Tonight was the end of the baseball/softball season for the Garrett family. I love the game, but I have to say, I'm not sad to see it end.
The end of Mike's season was considerably better than Emalee's. Mike's team has pretty well stunk all season. They were mostly first year players, just learning the game-- playing against kids who'd already played for a year and who were playing positions. I think they lost every game but one.
However, every team started the tournament. Of course we lost our first game, which put us in the consolation bracket. And then the miracle occurred-- our little Mets figured out how to play! They won the next game. And the next. And the next. That put them in the final round of the consolation bracket. Who'd have thunk?
We were supposed to miss that game because of our vacation, but it got rained out, so Mike got to play. The lucky streak ended there, though, and we lost. However, Mike didn't seem to care because he still got a trophy.
It's a pretty big deal for a 7 year old to win a trophy. Way to go, Bud!
Tonight was Emalee's last game. They haven't lost as many games as Mike's team, but almost. That's especially painful for me, as I was their coach. I'd like to say that they improved a lot over the season, but I think that tonight was the worst they've ever played.
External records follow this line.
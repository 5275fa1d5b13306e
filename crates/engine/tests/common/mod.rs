#![allow(dead_code)]

use chrono::NaiveDate;
use sea_orm::{Database, DatabaseConnection};

use engine::{Account, Currency, Engine, Transaction, TransactionDraft, TransactionKind};
use migration::MigratorTrait;
use uuid::Uuid;

pub const OWNER: i64 = 1;

pub async fn engine_with_db() -> (Engine, DatabaseConnection) {
    let db = Database::connect("sqlite::memory:").await.unwrap();
    migration::Migrator::up(&db, None).await.unwrap();
    let engine = Engine::builder()
        .database(db.clone())
        .build()
        .await
        .unwrap();
    (engine, db)
}

pub async fn engine_with_file_db() -> (Engine, String, std::path::PathBuf) {
    let root = std::path::PathBuf::from(env!("CARGO_MANIFEST_DIR")).join("../../target/test_dbs");
    std::fs::create_dir_all(&root).unwrap();

    let path = root.join(format!("engine_{}.db", Uuid::new_v4()));
    let url = format!("sqlite:{}?mode=rwc", path.display());

    let db = Database::connect(&url).await.unwrap();
    migration::Migrator::up(&db, None).await.unwrap();
    let engine = Engine::builder().database(db).build().await.unwrap();

    (engine, url, path)
}

pub fn day(month: u32, day: u32) -> NaiveDate {
    NaiveDate::from_ymd_opt(2024, month, day).unwrap()
}

pub async fn open_account(engine: &Engine) -> Account {
    engine
        .new_account(OWNER, "Main", None, Currency::Eur)
        .await
        .unwrap()
}

/// Creates an entry the way a handler does: look up the bucket of the
/// payday, then call the coordinator. Keeps `account` current.
pub async fn record(
    engine: &Engine,
    account: &mut Account,
    kind: TransactionKind,
    amount_minor: i64,
    payday: NaiveDate,
) -> Transaction {
    let mut bucket = engine.find_statistic(account.id, payday).await.unwrap();
    let draft = TransactionDraft::new(OWNER, account.id, kind, "Entry", amount_minor, payday);
    engine
        .create_transaction(draft, account, &mut bucket)
        .await
        .unwrap()
}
I have a couple of girls on the team who have no business being on a softball field. Every time a ball came at them, they either ducked, or got hit in the head. For their own protection, I mostly kept them in the outfield. That's why it really ticked me off to overhear their mothers being upset at me because I always played my own daughter at first base, short stop or pitcher.
It's true-- for the most part I did. It kind of gave me a moral dilemma of sorts. Emalee was at every practice. She worked and improved a lot. Unlike many of the girls, she could actually catch a ball-- some of the time :-) There were 3 other girls in about that same position-- and I rotated through them at the major positions. When I didn't play them that way, we got our trash kicked.
I wasn't in it to win every game. However, when you play on a team, even if it is a rec league, you have to learn that effort is rewarded. Every girl played equal time-- but I don't feel bad about not letting the girl who is terrified of the ball play first base. (Her mom was the one who was bitching loudest, of course.) This particular girl also only showed up to 3 practices the whole season.
The whole game just stunk. The girls forgot everything we've worked on-- even Emalee, who has only struck out about 5 times out of the previous 7 games, struck out all 3 times she got up. It was not a good way to end the season. I don't think that anyone left that game feeling warm and fuzzy-- just hot and bothered. (and I don't mean the good way :-)
Remind me of this day next year when I start thinking that it's a good idea to coach anything again.
This time, I'm throwing my whistle away.